En el mundo cultural mediático llevamos casi un mes colonizados por el lanzamiento de dos creaciones: el disco de Rosalía y el premio Planeta de Juan del Val. No sigo a ninguno de los dos, lo que me permite hablar de ellos no como creadores, sino como fenómenos mediáticos que me llegan aunque no quiera: los tentáculos del marketing digital son inescrutables y se cuelan hasta el último reducto. Quienes sentimos aprensión ante los excesos virales de la publicidad, experimentamos inevitablemente una aversión al producto de moda inversamente proporcional a la adhesión que la campaña pretende crear: según aumenta la magnitud del fenómeno, disminuye nuestro deseo de oír hablar de él.

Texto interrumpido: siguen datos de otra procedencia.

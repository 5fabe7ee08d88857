use crate::error::{AppError, AppResult};
use chrono::{DateTime, Duration, Utc};
use serde::{Deserialize, Serialize};
use std::collections::BTreeSet;
use uuid::Uuid;

pub const MAX_TEXT_LEN: usize = 4000;
pub const MAX_EMOJI_BYTES: usize = 32;

#[derive(Debug, Clone, Copy, PartialEq, Eq, Hash, Serialize, Deserialize)]
#[serde(rename_all = "lowercase")]
pub enum MessageType {
    Text,
    Image,
    Voice,
    File,
    Gif,
}

impl MessageType {
    pub fn as_str(&self) -> &'static str {
        match self {
            MessageType::Text => "text",
            MessageType::Image => "image",
            MessageType::Voice => "voice",
            MessageType::File => "file",
            MessageType::Gif => "gif",
        }
    }

    pub fn from_db(value: &str) -> Option<Self> {
        match value {
            "text" => Some(MessageType::Text),
            "image" => Some(MessageType::Image),
            "voice" => Some(MessageType::Voice),
            "file" => Some(MessageType::File),
            "gif" => Some(MessageType::Gif),
            _ => None,
        }
    }
}

/// Type-specific message payload. The tag doubles as the wire `message_type`.
#[derive(Debug, Clone, PartialEq, Eq, Serialize, Deserialize)]
#[serde(tag = "message_type", rename_all = "lowercase")]
pub enum MessageBody {
    Text {
        content: String,
    },
    Image {
        file_url: String,
        file_public_id: String,
    },
    Voice {
        file_url: String,
        file_public_id: String,
        /// Whole seconds
        duration: u32,
    },
    File {
        file_url: String,
        file_public_id: String,
        file_name: String,
        file_size: u64,
    },
    Gif {
        file_url: String,
        file_public_id: String,
    },
}

impl MessageBody {
    pub fn message_type(&self) -> MessageType {
        match self {
            MessageBody::Text { .. } => MessageType::Text,
            MessageBody::Image { .. } => MessageType::Image,
            MessageBody::Voice { .. } => MessageType::Voice,
            MessageBody::File { .. } => MessageType::File,
            MessageBody::Gif { .. } => MessageType::Gif,
        }
    }

    pub fn content(&self) -> Option<&str> {
        match self {
            MessageBody::Text { content } => Some(content),
            _ => None,
        }
    }

    pub fn file_url(&self) -> Option<&str> {
        match self {
            MessageBody::Text { .. } => None,
            MessageBody::Image { file_url, .. }
            | MessageBody::Voice { file_url, .. }
            | MessageBody::File { file_url, .. }
            | MessageBody::Gif { file_url, .. } => Some(file_url),
        }
    }

    pub fn file_public_id(&self) -> Option<&str> {
        match self {
            MessageBody::Text { .. } => None,
            MessageBody::Image { file_public_id, .. }
            | MessageBody::Voice { file_public_id, .. }
            | MessageBody::File { file_public_id, .. }
            | MessageBody::Gif { file_public_id, .. } => Some(file_public_id),
        }
    }

    pub fn validate(&self) -> AppResult<()> {
        match self {
            MessageBody::Text { content } => validate_text(content),
            MessageBody::Image {
                file_url,
                file_public_id,
            }
            | MessageBody::Gif {
                file_url,
                file_public_id,
            } => validate_file_ref(file_url, file_public_id),
            MessageBody::Voice {
                file_url,
                file_public_id,
                duration,
            } => {
                validate_file_ref(file_url, file_public_id)?;
                if *duration == 0 {
                    return Err(AppError::BadRequest(
                        "voice messages need a positive duration".into(),
                    ));
                }
                Ok(())
            }
            MessageBody::File {
                file_url,
                file_public_id,
                file_name,
                ..
            } => {
                validate_file_ref(file_url, file_public_id)?;
                if file_name.trim().is_empty() {
                    return Err(AppError::BadRequest("file_name is required".into()));
                }
                Ok(())
            }
        }
    }
}

pub fn validate_text(content: &str) -> AppResult<()> {
    if content.trim().is_empty() {
        return Err(AppError::BadRequest("message content cannot be empty".into()));
    }
    if content.chars().count() > MAX_TEXT_LEN {
        return Err(AppError::BadRequest(format!(
            "message content exceeds {MAX_TEXT_LEN} characters"
        )));
    }
    Ok(())
}

fn validate_file_ref(file_url: &str, file_public_id: &str) -> AppResult<()> {
    let url = file_url.trim();
    if !(url.starts_with("https://") || url.starts_with("http://")) || url.len() <= "https://".len()
    {
        return Err(AppError::BadRequest("file_url must be an http(s) URL".into()));
    }
    if file_public_id.trim().is_empty() {
        return Err(AppError::BadRequest("file_public_id is required".into()));
    }
    Ok(())
}

pub fn validate_emoji(emoji: &str) -> AppResult<()> {
    if emoji.trim().is_empty() || emoji.len() > MAX_EMOJI_BYTES {
        return Err(AppError::BadRequest("Invalid emoji".into()));
    }
    Ok(())
}

#[derive(Debug, Clone, PartialEq, Eq, Serialize, Deserialize)]
pub struct Reaction {
    pub emoji: String,
    pub user_id: Uuid,
}

/// Stored message.
#[derive(Debug, Clone, Serialize, Deserialize)]
pub struct Message {
    pub id: Uuid,
    pub conversation_id: Uuid,
    pub sender_id: Uuid,
    #[serde(flatten)]
    pub body: MessageBody,
    pub reply_to: Option<Uuid>,
    #[serde(default)]
    pub reactions: Vec<Reaction>,
    #[serde(default)]
    pub read_by: BTreeSet<Uuid>,
    // Per-user visibility is private to each participant.
    #[serde(default, skip_serializing)]
    pub deleted_for: BTreeSet<Uuid>,
    #[serde(default)]
    pub is_edited: bool,
    pub created_at: DateTime<Utc>,
}

impl Message {
    pub fn new(
        conversation_id: Uuid,
        sender_id: Uuid,
        body: MessageBody,
        reply_to: Option<Uuid>,
        now: DateTime<Utc>,
    ) -> Self {
        Self {
            id: Uuid::new_v4(),
            conversation_id,
            sender_id,
            body,
            reply_to,
            reactions: Vec::new(),
            read_by: BTreeSet::from([sender_id]),
            deleted_for: BTreeSet::new(),
            is_edited: false,
            created_at: now,
        }
    }

    pub fn message_type(&self) -> MessageType {
        self.body.message_type()
    }

    pub fn is_visible_to(&self, user_id: Uuid) -> bool {
        !self.deleted_for.contains(&user_id)
    }

    /// Edits are accepted up to and including `created_at + window`.
    pub fn edit_window_open(&self, now: DateTime<Utc>, window: Duration) -> bool {
        now - self.created_at <= window
    }

    /// Append a reaction unless this user already reacted with the same emoji.
    /// Returns whether the reaction was added.
    pub fn push_reaction(&mut self, reaction: Reaction) -> bool {
        if self.reactions.contains(&reaction) {
            return false;
        }
        self.reactions.push(reaction);
        true
    }
}

/// Body of `POST /conversations/{id}/messages`.
#[derive(Debug, Clone, Serialize, Deserialize)]
pub struct MessagePayload {
    #[serde(flatten)]
    pub body: MessageBody,
    #[serde(default)]
    pub reply_to: Option<Uuid>,
}

impl MessagePayload {
    pub fn text(content: impl Into<String>) -> Self {
        Self {
            body: MessageBody::Text {
                content: content.into(),
            },
            reply_to: None,
        }
    }

    pub fn validate(&self) -> AppResult<()> {
        self.body.validate()
    }
}

/// Compact rendering of a quoted message.
#[derive(Debug, Clone, Serialize, Deserialize)]
pub struct ReplySummary {
    pub id: Uuid,
    pub sender_id: Uuid,
    pub message_type: MessageType,
    pub content: Option<String>,
}

impl From<&Message> for ReplySummary {
    fn from(m: &Message) -> Self {
        Self {
            id: m.id,
            sender_id: m.sender_id,
            message_type: m.message_type(),
            content: m.body.content().map(str::to_string),
        }
    }
}

/// Reactions grouped by emoji, in order of first use.
#[derive(Debug, Clone, PartialEq, Eq, Serialize, Deserialize)]
pub struct ReactionCount {
    pub emoji: String,
    pub count: usize,
    pub user_ids: Vec<Uuid>,
}

pub fn aggregate_reactions(reactions: &[Reaction]) -> Vec<ReactionCount> {
    let mut out: Vec<ReactionCount> = Vec::new();
    for r in reactions {
        match out.iter_mut().find(|c| c.emoji == r.emoji) {
            Some(entry) => {
                entry.count += 1;
                entry.user_ids.push(r.user_id);
            }
            None => out.push(ReactionCount {
                emoji: r.emoji.clone(),
                count: 1,
                user_ids: vec![r.user_id],
            }),
        }
    }
    out
}

#[cfg(test)]
mod tests {
    use super::*;
    use serde_json::json;

    #[test]
    fn payload_parses_type_specific_fields() {
        let voice: MessagePayload = serde_json::from_value(json!({
            "message_type": "voice",
            "file_url": "https://cdn.example.com/v/1.webm",
            "file_public_id": "v/1",
            "duration": 12
        }))
        .unwrap();
        assert_eq!(voice.body.message_type(), MessageType::Voice);
        assert!(voice.validate().is_ok());
        assert_eq!(voice.reply_to, None);

        let text: MessagePayload = serde_json::from_value(json!({
            "message_type": "text",
            "content": "Is the room still available?",
            "reply_to": "7d6f0a1e-3f38-4f6e-9d8a-4d1c1f6c2b11"
        }))
        .unwrap();
        assert_eq!(text.body.content(), Some("Is the room still available?"));
        assert!(text.reply_to.is_some());
    }

    #[test]
    fn payload_rejects_missing_type_fields() {
        let missing_url = serde_json::from_value::<MessagePayload>(json!({
            "message_type": "image",
            "content": "not an image"
        }));
        assert!(missing_url.is_err());

        let unknown_type = serde_json::from_value::<MessagePayload>(json!({
            "message_type": "sticker",
            "file_url": "https://cdn.example.com/s.png"
        }));
        assert!(unknown_type.is_err());
    }

    #[test]
    fn validation_closes_gaps_the_shape_allows() {
        assert!(MessagePayload::text("   ").validate().is_err());
        assert!(MessagePayload::text("x".repeat(MAX_TEXT_LEN + 1))
            .validate()
            .is_err());

        let bad_url = MessageBody::Gif {
            file_url: "ftp://files/x.gif".into(),
            file_public_id: "x".into(),
        };
        assert!(bad_url.validate().is_err());

        let zero_duration = MessageBody::Voice {
            file_url: "https://cdn.example.com/v.webm".into(),
            file_public_id: "v".into(),
            duration: 0,
        };
        assert!(zero_duration.validate().is_err());

        let nameless = MessageBody::File {
            file_url: "https://cdn.example.com/lease.pdf".into(),
            file_public_id: "lease".into(),
            file_name: " ".into(),
            file_size: 1024,
        };
        assert!(nameless.validate().is_err());
    }

    #[test]
    fn message_serializes_flat_and_hides_deleted_for() {
        let sender = Uuid::new_v4();
        let mut msg = Message::new(
            Uuid::new_v4(),
            sender,
            MessageBody::Text {
                content: "Hi".into(),
            },
            None,
            Utc::now(),
        );
        msg.deleted_for.insert(sender);

        let value = serde_json::to_value(&msg).unwrap();
        assert_eq!(value["message_type"], "text");
        assert_eq!(value["content"], "Hi");
        assert!(value.get("deleted_for").is_none());
        assert_eq!(value["read_by"], json!([sender]));
    }

    #[test]
    fn edit_window_boundary_is_inclusive() {
        let created = Utc::now();
        let msg = Message::new(
            Uuid::new_v4(),
            Uuid::new_v4(),
            MessageBody::Text {
                content: "Hi".into(),
            },
            None,
            created,
        );
        let window = Duration::minutes(15);
        assert!(msg.edit_window_open(created + window, window));
        assert!(!msg.edit_window_open(created + window + Duration::seconds(1), window));
    }

    #[test]
    fn reactions_are_unique_per_user_and_emoji() {
        let mut msg = Message::new(
            Uuid::new_v4(),
            Uuid::new_v4(),
            MessageBody::Text {
                content: "Hi".into(),
            },
            None,
            Utc::now(),
        );
        let alice = Uuid::new_v4();
        let bob = Uuid::new_v4();

        assert!(msg.push_reaction(Reaction { emoji: "👍".into(), user_id: alice }));
        assert!(!msg.push_reaction(Reaction { emoji: "👍".into(), user_id: alice }));
        assert!(msg.push_reaction(Reaction { emoji: "👍".into(), user_id: bob }));
        assert!(msg.push_reaction(Reaction { emoji: "❤️".into(), user_id: alice }));

        let counts = aggregate_reactions(&msg.reactions);
        assert_eq!(counts.len(), 2);
        assert_eq!(counts[0].emoji, "👍");
        assert_eq!(counts[0].count, 2);
        assert_eq!(counts[1].user_ids, vec![alice]);
    }
}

Y la magnitud de estos dos acontecimientos publicitarios ha sido casi monstruosa. A diferencia de otros lanzamientos bomba que generan debate y polarización de opiniones, ambos han obtenido un consenso casi unánime. En el caso de Rosalía, un consenso positivo: la inmensa mayoría de las críticas son elogiosas. En el de Juan del Val, un consenso negativo: una mayoría aplastante de opiniones son demoledoras, sean de críticos profesionales o de lectores comunes. Sin duda se trata de dos fenómenos de distinto alcance, el primero global y el segundo nacional. Y también de autores muy diferentes: la primera es una profesional de la música, ha vivido por y para ella. El segundo es un profesional de algo, no sé muy bien de qué.
Hay consenso positivo por la obra de Rosalía y consenso negativo por la de Juan del Val
Pero ambos lanzamientos tienen algo en común: la expectación creada por la viralización de contenidos ha sido tan explosiva que el producto que se promociona es casi lo de menos: queda ensombrecido por un marketing que ya no se desarrolla a escala humana.
A poco que nos interese consultar cualquier noticia en línea, nos vemos sometidos a un acoso publicitario nunca antes conocido. De forma directa, indirecta, disfrazada de entrevista o enredada en las redes, una plaga de contenidos intrusivos trata de desviar nuestra atención al son que toca el algoritmo de turno. Y como la publicidad solo entiende de beneficios (no de calidades), amplifica con el mismo ímpetu lo bueno, lo malo y lo regular. Si somos permeables a la moda, algo crédulos o manipulables, demasiado gregarios o demasiado jóvenes, da miedo pensar qué nos pueden llegar a vender. O peor aún: a regalar.